**Record set**
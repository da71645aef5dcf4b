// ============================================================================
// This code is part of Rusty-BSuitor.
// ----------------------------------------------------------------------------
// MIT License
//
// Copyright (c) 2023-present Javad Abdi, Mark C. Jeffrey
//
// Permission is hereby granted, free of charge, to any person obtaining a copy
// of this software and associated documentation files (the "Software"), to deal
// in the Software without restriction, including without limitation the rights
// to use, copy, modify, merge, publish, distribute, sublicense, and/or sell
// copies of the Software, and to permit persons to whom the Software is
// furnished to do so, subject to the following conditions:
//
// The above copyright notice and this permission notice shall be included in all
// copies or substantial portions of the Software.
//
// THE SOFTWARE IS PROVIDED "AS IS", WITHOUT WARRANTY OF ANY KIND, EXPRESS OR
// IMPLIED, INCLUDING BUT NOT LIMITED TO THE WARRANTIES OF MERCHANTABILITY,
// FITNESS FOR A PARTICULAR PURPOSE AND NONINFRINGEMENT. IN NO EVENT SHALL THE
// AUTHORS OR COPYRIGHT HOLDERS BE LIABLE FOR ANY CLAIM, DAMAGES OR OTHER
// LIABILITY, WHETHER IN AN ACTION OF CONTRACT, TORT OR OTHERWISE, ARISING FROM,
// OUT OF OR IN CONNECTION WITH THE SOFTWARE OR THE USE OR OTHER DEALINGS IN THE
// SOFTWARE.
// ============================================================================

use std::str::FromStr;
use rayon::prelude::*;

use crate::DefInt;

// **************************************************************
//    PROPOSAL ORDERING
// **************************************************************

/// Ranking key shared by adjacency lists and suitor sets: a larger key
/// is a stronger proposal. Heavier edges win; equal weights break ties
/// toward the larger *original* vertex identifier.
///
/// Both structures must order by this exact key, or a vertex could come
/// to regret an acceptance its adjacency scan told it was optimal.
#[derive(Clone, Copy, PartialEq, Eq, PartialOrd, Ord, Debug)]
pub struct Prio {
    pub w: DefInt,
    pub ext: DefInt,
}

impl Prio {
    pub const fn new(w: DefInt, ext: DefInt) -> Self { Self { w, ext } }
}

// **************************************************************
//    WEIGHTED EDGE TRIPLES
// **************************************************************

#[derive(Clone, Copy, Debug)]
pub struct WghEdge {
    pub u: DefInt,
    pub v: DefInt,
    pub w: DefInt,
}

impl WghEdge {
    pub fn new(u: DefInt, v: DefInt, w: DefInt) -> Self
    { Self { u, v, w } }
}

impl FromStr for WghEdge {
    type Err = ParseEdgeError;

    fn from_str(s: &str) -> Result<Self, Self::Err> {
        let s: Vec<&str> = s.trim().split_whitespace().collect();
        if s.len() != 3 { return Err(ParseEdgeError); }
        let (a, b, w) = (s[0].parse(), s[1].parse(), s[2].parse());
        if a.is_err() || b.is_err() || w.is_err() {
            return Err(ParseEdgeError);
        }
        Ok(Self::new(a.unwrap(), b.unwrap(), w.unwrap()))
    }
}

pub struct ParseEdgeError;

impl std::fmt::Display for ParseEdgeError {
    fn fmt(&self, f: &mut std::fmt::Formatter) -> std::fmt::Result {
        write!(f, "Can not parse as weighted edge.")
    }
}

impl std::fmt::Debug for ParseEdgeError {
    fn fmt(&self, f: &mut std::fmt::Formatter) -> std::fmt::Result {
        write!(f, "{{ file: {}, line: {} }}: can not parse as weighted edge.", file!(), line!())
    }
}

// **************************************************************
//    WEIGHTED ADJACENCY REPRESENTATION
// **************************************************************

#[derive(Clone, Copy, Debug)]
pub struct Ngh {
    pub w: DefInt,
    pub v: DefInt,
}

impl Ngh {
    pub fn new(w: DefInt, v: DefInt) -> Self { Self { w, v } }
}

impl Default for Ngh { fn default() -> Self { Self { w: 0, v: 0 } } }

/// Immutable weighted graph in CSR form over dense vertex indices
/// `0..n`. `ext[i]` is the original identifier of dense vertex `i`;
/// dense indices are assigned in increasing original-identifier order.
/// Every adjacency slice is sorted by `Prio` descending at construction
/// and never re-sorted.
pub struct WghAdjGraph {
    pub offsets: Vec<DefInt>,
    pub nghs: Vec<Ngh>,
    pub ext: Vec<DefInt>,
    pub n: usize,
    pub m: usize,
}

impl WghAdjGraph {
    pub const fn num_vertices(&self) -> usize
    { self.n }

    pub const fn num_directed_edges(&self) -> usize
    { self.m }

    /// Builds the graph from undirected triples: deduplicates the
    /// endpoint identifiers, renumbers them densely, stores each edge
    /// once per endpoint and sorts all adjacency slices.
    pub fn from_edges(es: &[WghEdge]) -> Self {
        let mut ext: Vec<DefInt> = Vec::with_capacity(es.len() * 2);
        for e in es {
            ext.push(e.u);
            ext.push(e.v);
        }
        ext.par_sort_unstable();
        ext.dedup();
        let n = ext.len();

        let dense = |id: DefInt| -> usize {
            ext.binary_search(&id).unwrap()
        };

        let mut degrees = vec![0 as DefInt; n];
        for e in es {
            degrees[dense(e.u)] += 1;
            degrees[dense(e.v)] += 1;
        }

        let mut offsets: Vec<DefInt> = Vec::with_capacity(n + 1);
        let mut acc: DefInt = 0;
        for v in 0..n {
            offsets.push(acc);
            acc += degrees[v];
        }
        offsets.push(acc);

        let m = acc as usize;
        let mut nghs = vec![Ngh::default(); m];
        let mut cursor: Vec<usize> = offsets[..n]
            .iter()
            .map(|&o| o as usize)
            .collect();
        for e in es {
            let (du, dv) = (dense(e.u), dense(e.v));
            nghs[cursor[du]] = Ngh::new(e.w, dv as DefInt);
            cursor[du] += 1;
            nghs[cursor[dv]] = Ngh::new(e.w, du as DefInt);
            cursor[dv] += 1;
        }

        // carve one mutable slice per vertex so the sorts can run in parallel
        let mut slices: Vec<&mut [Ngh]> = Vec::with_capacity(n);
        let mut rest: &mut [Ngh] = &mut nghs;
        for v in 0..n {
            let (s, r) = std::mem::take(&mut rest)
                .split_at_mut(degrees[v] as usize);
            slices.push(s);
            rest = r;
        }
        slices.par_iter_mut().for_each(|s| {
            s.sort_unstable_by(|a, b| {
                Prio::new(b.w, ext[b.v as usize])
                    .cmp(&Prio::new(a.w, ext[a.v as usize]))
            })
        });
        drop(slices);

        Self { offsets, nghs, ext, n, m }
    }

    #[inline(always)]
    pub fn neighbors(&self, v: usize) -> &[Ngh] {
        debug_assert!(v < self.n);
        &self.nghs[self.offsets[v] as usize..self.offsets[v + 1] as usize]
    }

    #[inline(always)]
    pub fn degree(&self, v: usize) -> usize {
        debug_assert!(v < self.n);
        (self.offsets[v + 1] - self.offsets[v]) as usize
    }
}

**Exercise**
All of the material above should be printed out in full, word for word.

**Output**
repository da71645aef5dcf4b
// ============================================================================
// This code is part of Rusty-BSuitor.
// ----------------------------------------------------------------------------
// MIT License
//
// Copyright (c) 2023-present Javad Abdi, Mark C. Jeffrey
//
// Permission is hereby granted, free of charge, to any person obtaining a copy
// of this software and associated documentation files (the "Software"), to deal
// in the Software without restriction, including without limitation the rights
// to use, copy, modify, merge, publish, distribute, sublicense, and/or sell
// copies of the Software, and to permit persons to whom the Software is
// furnished to do so, subject to the following conditions:
//
// The above copyright notice and this permission notice shall be included in all
// copies or substantial portions of the Software.
//
// THE SOFTWARE IS PROVIDED "AS IS", WITHOUT WARRANTY OF ANY KIND, EXPRESS OR
// IMPLIED, INCLUDING BUT NOT LIMITED TO THE WARRANTIES OF MERCHANTABILITY,
// FITNESS FOR A PARTICULAR PURPOSE AND NONINFRINGEMENT. IN NO EVENT SHALL THE
// AUTHORS OR COPYRIGHT HOLDERS BE LIABLE FOR ANY CLAIM, DAMAGES OR OTHER
// LIABILITY, WHETHER IN AN ACTION OF CONTRACT, TORT OR OTHERWISE, ARISING FROM,
// OUT OF OR IN CONNECTION WITH THE SOFTWARE OR THE USE OR OTHER DEALINGS IN THE
// SOFTWARE.
// ============================================================================

use std::str::FromStr;
use rayon::prelude::*;

use crate::DefInt;

// **************************************************************
//    PROPOSAL ORDERING
// **************************************************************

/// Ranking key shared by adjacency lists and suitor sets: a larger key
/// is a stronger proposal. Heavier edges win; equal weights break ties
/// toward the larger *original* vertex identifier.
///
/// Both structures must order by this exact key, or a vertex could come
/// to regret an acceptance its adjacency scan told it was optimal.
#[derive(Clone, Copy, PartialEq, Eq, PartialOrd, Ord, Debug)]
pub struct Prio {
    pub w: DefInt,
    pub ext: DefInt,
}

impl Prio {
    pub const fn new(w: DefInt, ext: DefInt) -> Self { Self { w, ext } }
}

// **************************************************************
//    WEIGHTED EDGE TRIPLES
// **************************************************************

#[derive(Clone, Copy, Debug)]
pub struct WghEdge {
    pub u: DefInt,
    pub v: DefInt,
    pub w: DefInt,
}

impl WghEdge {
    pub fn new(u: DefInt, v: DefInt, w: DefInt) -> Self
    { Self { u, v, w } }
}

impl FromStr for WghEdge {
    type Err = ParseEdgeError;

    fn from_str(s: &str) -> Result<Self, Self::Err> {
        let s: Vec<&str> = s.trim().split_whitespace().collect();
        if s.len() != 3 { return Err(ParseEdgeError); }
        let (a, b, w) = (s[0].parse(), s[1].parse(), s[2].parse());
        if a.is_err() || b.is_err() || w.is_err() {
            return Err(ParseEdgeError);
        }
        Ok(Self::new(a.unwrap(), b.unwrap(), w.unwrap()))
    }
}

pub struct ParseEdgeError;

impl std::fmt::Display for ParseEdgeError {
    fn fmt(&self, f: &mut std::fmt::Formatter) -> std::fmt::Result {
        write!(f, "Can not parse as weighted edge.")
    }
}

impl std::fmt::Debug for ParseEdgeError {
    fn fmt(&self, f: &mut std::fmt::Formatter) -> std::fmt::Result {
        write!(f, "{{ file: {}, line: {} }}: can not parse as weighted edge.", file!(), line!())
    }
}

// **************************************************************
//    WEIGHTED ADJACENCY REPRESENTATION
// **************************************************************

#[derive(Clone, Copy, Debug)]
pub struct Ngh {
    pub w: DefInt,
    pub v: DefInt,
}

impl Ngh {
    pub fn new(w: DefInt, v: DefInt) -> Self { Self { w, v } }
}

impl Default for Ngh { fn default() -> Self { Self { w: 0, v: 0 } } }

/// Immutable weighted graph in CSR form over dense vertex indices
/// `0..n`. `ext[i]` is the original identifier of dense vertex `i`;
/// dense indices are assigned in increasing original-identifier order.
/// Every adjacency slice is sorted by `Prio` descending at construction
/// and never re-sorted.
pub struct WghAdjGraph {
    pub offsets: Vec<DefInt>,
    pub nghs: Vec<Ngh>,
    pub ext: Vec<DefInt>,
    pub n: usize,
    pub m: usize,
}

impl WghAdjGraph {
    pub const fn num_vertices(&self) -> usize
    { self.n }

    pub const fn num_directed_edges(&self) -> usize
    { self.m }

    /// Builds the graph from undirected triples: deduplicates the
    /// endpoint identifiers, renumbers them densely, stores each edge
    /// once per endpoint and sorts all adjacency slices.
    pub fn from_edges(es: &[WghEdge]) -> Self {
        let mut ext: Vec<DefInt> = Vec::with_capacity(es.len() * 2);
        for e in es {
            ext.push(e.u);
            ext.push(e.v);
        }
        ext.par_sort_unstable();
        ext.dedup();
        let n = ext.len();

        let dense = |id: DefInt| -> usize {
            ext.binary_search(&id).unwrap()
        };

        let mut degrees = vec![0 as DefInt; n];
        for e in es {
            degrees[dense(e.u)] += 1;
            degrees[dense(e.v)] += 1;
        }

        let mut offsets: Vec<DefInt> = Vec::with_capacity(n + 1);
        let mut acc: DefInt = 0;
        for v in 0..n {
            offsets.push(acc);
            acc += degrees[v];
        }
        offsets.push(acc);

        let m = acc as usize;
        let mut nghs = vec![Ngh::default(); m];
        let mut cursor: Vec<usize> = offsets[..n]
            .iter()
            .map(|&o| o as usize)
            .collect();
        for e in es {
            let (du, dv) = (dense(e.u), dense(e.v));
            nghs[cursor[du]] = Ngh::new(e.w, dv as DefInt);
            cursor[du] += 1;
            nghs[cursor[dv]] = Ngh::new(e.w, du as DefInt);
            cursor[dv] += 1;
        }

        // carve one mutable slice per vertex so the sorts can run in parallel
        let mut slices: Vec<&mut [Ngh]> = Vec::with_capacity(n);
        let mut rest: &mut [Ngh] = &mut nghs;
        for v in 0..n {
            let (s, r) = std::mem::take(&mut rest)
                .split_at_mut(degrees[v] as usize);
            slices.push(s);
            rest = r;
        }
        slices.par_iter_mut().for_each(|s| {
            s.sort_unstable_by(|a, b| {
                Prio::new(b.w, ext[b.v as usize])
                    .cmp(&Prio::new(a.w, ext[a.v as usize]))
            })
        });
        drop(slices);

        Self { offsets, nghs, ext, n, m }
    }

    #[inline(always)]
    pub fn neighbors(&self, v: usize) -> &[Ngh] {
        debug_assert!(v < self.n);
        &self.nghs[self.offsets[v] as usize..self.offsets[v + 1] as usize]
    }

    #[inline(always)]
    pub fn degree(&self, v: usize) -> usize {
        debug_assert!(v < self.n);
        (self.offsets[v + 1] - self.offsets[v]) as usize
    }
}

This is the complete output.